Electronic – What does 25°C mean on a transistor data sheet

datasheettemperaturetransistors

The background is, I'm trying to understand how well a typical transistor obeys the Ebers-Moll equation at constant (junction) temperature.

See this snapshot taken from the Fairchild datasheet of the 2N3904 transistor.
2N3904 Vbe against Ic

My question is what is meant by 25°C? Is it

  1. ambient (room) temperature?
  2. The temperature of the epoxy casing?
  3. The actual temperature of the silicon (junction) itself?

Also, how is constant temperature maintained?
Will a manufacturer publish information on how it took its measurements for datasheets?
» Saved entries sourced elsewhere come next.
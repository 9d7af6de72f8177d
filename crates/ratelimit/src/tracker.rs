//! Sliding-window request tracker for one quota tier.

use std::collections::VecDeque;
use std::time::Duration;

use matchwatch_common::{AppError, AppResult};
use serde::Serialize;
use tokio::time::Instant;

/// Counts requests inside a trailing window of fixed length.
///
/// A timestamp stays in the window while `now - timestamp <= window`, so the
/// tracker is at capacity iff `capacity` requests fall inside `[now - window, now]`.
#[derive(Debug, Clone)]
pub struct RateLimitTracker {
    capacity: usize,
    window: Duration,
    timestamps: VecDeque<Instant>,
}

/// Point-in-time view of a tracker.
#[derive(Debug, Clone, Serialize)]
#[serde(rename_all = "camelCase")]
pub struct TrackerStats {
    pub capacity: usize,
    pub window_secs: f64,
    pub used: usize,
    pub remaining: usize,
    pub wait_ms: u64,
}

impl RateLimitTracker {
    /// Create a tracker allowing `capacity` requests per `window`.
    pub fn new(capacity: usize, window: Duration) -> AppResult<Self> {
        if capacity == 0 {
            return Err(AppError::Config(
                "rate limit tracker capacity must be positive".to_string(),
            ));
        }
        if window.is_zero() {
            return Err(AppError::Config(
                "rate limit tracker window must be positive".to_string(),
            ));
        }
        Ok(Self {
            capacity,
            window,
            timestamps: VecDeque::with_capacity(capacity),
        })
    }

    /// Requests allowed per window.
    #[must_use]
    pub const fn capacity(&self) -> usize {
        self.capacity
    }

    /// Window length.
    #[must_use]
    pub const fn window(&self) -> Duration {
        self.window
    }

    fn prune(&mut self, now: Instant) {
        while let Some(&oldest) = self.timestamps.front() {
            if now.saturating_duration_since(oldest) > self.window {
                self.timestamps.pop_front();
            } else {
                break;
            }
        }
    }

    /// Whether one more request fits in the window ending at `now`.
    pub fn can_make_request(&mut self, now: Instant) -> bool {
        self.prune(now);
        self.timestamps.len() < self.capacity
    }

    /// Record a request at `now`.
    ///
    /// Does not check capacity; callers check [`Self::can_make_request`] first.
    pub fn record_request(&mut self, now: Instant) {
        // Keep the sequence non-decreasing even if a caller passes a stale instant.
        let at = self.timestamps.back().map_or(now, |&last| last.max(now));
        self.timestamps.push_back(at);
    }

    /// How long until one more request fits; zero if it fits now.
    pub fn get_wait_time(&mut self, now: Instant) -> Duration {
        if self.can_make_request(now) {
            return Duration::ZERO;
        }
        // With more recorded than allowed (after a usage sync), the slot frees
        // up only once the surplus has also aged out.
        let index = self.timestamps.len() - self.capacity;
        self.timestamps
            .get(index)
            .map_or(Duration::ZERO, |&ts| {
                (ts + self.window).saturating_duration_since(now)
            })
    }

    /// Requests currently inside the window.
    pub fn current_usage(&mut self, now: Instant) -> usize {
        self.prune(now);
        self.timestamps.len()
    }

    /// Requests still available in the window.
    pub fn remaining(&mut self, now: Instant) -> usize {
        self.capacity.saturating_sub(self.current_usage(now))
    }

    /// Change the capacity, keeping recorded timestamps.
    pub fn set_capacity(&mut self, capacity: usize) -> AppResult<()> {
        if capacity == 0 {
            return Err(AppError::Config(
                "rate limit tracker capacity must be positive".to_string(),
            ));
        }
        self.capacity = capacity;
        Ok(())
    }

    /// Raise local usage to match what the provider reports for this window.
    ///
    /// Only ever adds timestamps; a lower report is ignored since our own
    /// records are the more conservative view.
    pub fn sync_usage(&mut self, reported: usize, now: Instant) {
        let used = self.current_usage(now);
        for _ in used..reported {
            self.record_request(now);
        }
    }

    /// Forget every recorded request.
    pub fn clear(&mut self) {
        self.timestamps.clear();
    }

    /// Snapshot for stats reporting.
    pub fn stats(&mut self, now: Instant) -> TrackerStats {
        let used = self.current_usage(now);
        TrackerStats {
            capacity: self.capacity,
            window_secs: self.window.as_secs_f64(),
            used,
            remaining: self.capacity.saturating_sub(used),
            wait_ms: self.get_wait_time(now).as_millis() as u64,
        }
    }
}
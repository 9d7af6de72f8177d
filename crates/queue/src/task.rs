//! Background task model.

use std::fmt;
use std::str::FromStr;

use chrono::{DateTime, Utc};
use matchwatch_common::AppError;
use serde::{Deserialize, Serialize};
use ulid::Ulid;

/// Task payloads and results: a JSON object.
pub type Payload = serde_json::Map<String, serde_json::Value>;

/// Retries granted when the submitter does not choose.
pub const DEFAULT_MAX_RETRIES: u32 = 3;

/// Opaque task identifier (lowercase ULID).
#[derive(Debug, Clone, PartialEq, Eq, Hash, PartialOrd, Ord, Serialize, Deserialize)]
#[serde(transparent)]
pub struct TaskId(String);

impl TaskId {
    /// Generate a fresh id. Ids sort by creation millisecond.
    #[must_use]
    pub fn generate() -> Self {
        Self(Ulid::new().to_string().to_lowercase())
    }

    #[must_use]
    pub fn as_str(&self) -> &str {
        &self.0
    }
}

impl fmt::Display for TaskId {
    fn fmt(&self, f: &mut fmt::Formatter<'_>) -> fmt::Result {
        f.write_str(&self.0)
    }
}

impl From<String> for TaskId {
    fn from(id: String) -> Self {
        Self(id)
    }
}

impl From<&str> for TaskId {
    fn from(id: &str) -> Self {
        Self(id.to_string())
    }
}

/// Task priority. Higher priorities are dequeued first.
#[derive(Debug, Clone, Copy, Default, PartialEq, Eq, Hash, PartialOrd, Ord, Serialize, Deserialize)]
#[serde(rename_all = "lowercase")]
pub enum TaskPriority {
    Low,
    #[default]
    Normal,
    High,
    Critical,
}

impl TaskPriority {
    #[must_use]
    pub const fn as_str(self) -> &'static str {
        match self {
            Self::Low => "low",
            Self::Normal => "normal",
            Self::High => "high",
            Self::Critical => "critical",
        }
    }
}

impl fmt::Display for TaskPriority {
    fn fmt(&self, f: &mut fmt::Formatter<'_>) -> fmt::Result {
        f.write_str(self.as_str())
    }
}

impl FromStr for TaskPriority {
    type Err = AppError;

    fn from_str(s: &str) -> Result<Self, Self::Err> {
        match s.trim().to_ascii_lowercase().as_str() {
            "low" => Ok(Self::Low),
            "normal" => Ok(Self::Normal),
            "high" => Ok(Self::High),
            "critical" => Ok(Self::Critical),
            other => Err(AppError::Config(format!("unknown task priority: {other}"))),
        }
    }
}

/// Task lifecycle status.
#[derive(Debug, Clone, Copy, PartialEq, Eq, Hash, Serialize, Deserialize)]
#[serde(rename_all = "lowercase")]
pub enum TaskStatus {
    Pending,
    Running,
    Completed,
    Failed,
    Retrying,
}

impl TaskStatus {
    #[must_use]
    pub const fn as_str(self) -> &'static str {
        match self {
            Self::Pending => "pending",
            Self::Running => "running",
            Self::Completed => "completed",
            Self::Failed => "failed",
            Self::Retrying => "retrying",
        }
    }

    /// Whether the task will never run again.
    #[must_use]
    pub const fn is_terminal(self) -> bool {
        matches!(self, Self::Completed | Self::Failed)
    }
}

impl fmt::Display for TaskStatus {
    fn fmt(&self, f: &mut fmt::Formatter<'_>) -> fmt::Result {
        f.write_str(self.as_str())
    }
}

/// A unit of asynchronous work.
#[derive(Debug, Clone, Serialize, Deserialize)]
#[serde(rename_all = "camelCase")]
pub struct BackgroundTask {
    pub id: TaskId,
    pub task_type: String,
    pub priority: TaskPriority,
    pub payload: Payload,
    /// Attempts made after the first one.
    pub retry_count: u32,
    pub max_retries: u32,
    pub status: TaskStatus,
    pub created_at: DateTime<Utc>,
    /// Last time the task entered the pending heap.
    pub queued_at: DateTime<Utc>,
    pub started_at: Option<DateTime<Utc>>,
    pub completed_at: Option<DateTime<Utc>>,
    pub error_message: Option<String>,
    pub result: Option<Payload>,
}

impl BackgroundTask {
    /// Create a pending task with normal priority.
    #[must_use]
    pub fn new(task_type: impl Into<String>, payload: Payload) -> Self {
        let now = Utc::now();
        Self {
            id: TaskId::generate(),
            task_type: task_type.into(),
            priority: TaskPriority::Normal,
            payload,
            retry_count: 0,
            max_retries: DEFAULT_MAX_RETRIES,
            status: TaskStatus::Pending,
            created_at: now,
            queued_at: now,
            started_at: None,
            completed_at: None,
            error_message: None,
            result: None,
        }
    }

    #[must_use]
    pub const fn with_priority(mut self, priority: TaskPriority) -> Self {
        self.priority = priority;
        self
    }

    #[must_use]
    pub const fn with_max_retries(mut self, max_retries: u32) -> Self {
        self.max_retries = max_retries;
        self
    }

    /// Whether another attempt is allowed after a failure.
    #[must_use]
    pub const fn can_retry(&self) -> bool {
        self.retry_count < self.max_retries
    }

    /// Status report for this task.
    #[must_use]
    pub fn report(&self) -> TaskStatusReport {
        TaskStatusReport {
            task_id: self.id.clone(),
            found: true,
            task_type: Some(self.task_type.clone()),
            status: Some(self.status),
            priority: Some(self.priority),
            retry_count: self.retry_count,
            max_retries: self.max_retries,
            error: self.error_message.clone(),
            result: self.result.clone(),
            created_at: Some(self.created_at),
            started_at: self.started_at,
            completed_at: self.completed_at,
        }
    }
}

/// What a submitter sees when polling a task.
///
/// Unknown ids produce a report with `found == false` rather than an error.
#[derive(Debug, Clone, Serialize)]
#[serde(rename_all = "camelCase")]
pub struct TaskStatusReport {
    pub task_id: TaskId,
    pub found: bool,
    pub task_type: Option<String>,
    pub status: Option<TaskStatus>,
    pub priority: Option<TaskPriority>,
    pub retry_count: u32,
    pub max_retries: u32,
    pub error: Option<String>,
    pub result: Option<Payload>,
    pub created_at: Option<DateTime<Utc>>,
    pub started_at: Option<DateTime<Utc>>,
    pub completed_at: Option<DateTime<Utc>>,
}

impl TaskStatusReport {
    /// Report for an id the queue does not know.
    #[must_use]
    pub const fn not_found(task_id: TaskId) -> Self {
        Self {
            task_id,
            found: false,
            task_type: None,
            status: None,
            priority: None,
            retry_count: 0,
            max_retries: 0,
            error: None,
            result: None,
            created_at: None,
            started_at: None,
            completed_at: None,
        }
    }

    /// Whether the task reached COMPLETED or FAILED.
    #[must_use]
    pub fn is_terminal(&self) -> bool {
        self.status.is_some_and(TaskStatus::is_terminal)
    }
}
In general, there is a temperature gradient from ambient to casing to junction. So the junction is hotter than the casing which is hotter than ambient. The temperature in the Ebers-Moll model refers to junction temperature.

My own speculations:

Of course if the answer is 3., we expect all of the lines to be straight since Ebers-Moll gives

$$I_C = I_S \exp(V_{BE}/V_T)$$

where \$I_S\$ and \$V_T\$ are constant at constant temperature and \$V_{CE}\$. Note the logarithmic scale for \$I_C\$. So there is definite deviation at 125°C near \$I_C= 100 \text{mA}\$.

Is this deviation really due to increased junction temperature due to heat dissipated by \$I_C\$, or is there genuine deviation from the model?

I am thinking that it can't be 1. because the junction would get hotter with increasing \$I_C\$ and the line would deviate strongly from straight. For the 2N3904 with \$V_{CE}=5V\$, I calculated that junction temperature increases with \$I_C\$ as 1°C/mA at constant ambient temperature. (\$I_S\$ and so \$I_C\$ increase by about 9% per °C.)

Perhaps they can achieve 3. by taking all the measurements automatically in a fraction of a second, before giving it a chance to heat up.

Any ideas?

Best Answer

It's the junction temperature \$T_J\$, and yes, they would typically take such a measurement in microseconds before the junction temperature changes.

The upward slope of at high base and emitter currents is due to resistive (non-ideal) behavior that is temperature-sensitive, or due to the reduction in beta at high current (so the base current is higher for a given collector current than if the beta was constant). Note that the beta reduction is temperature-sensitive.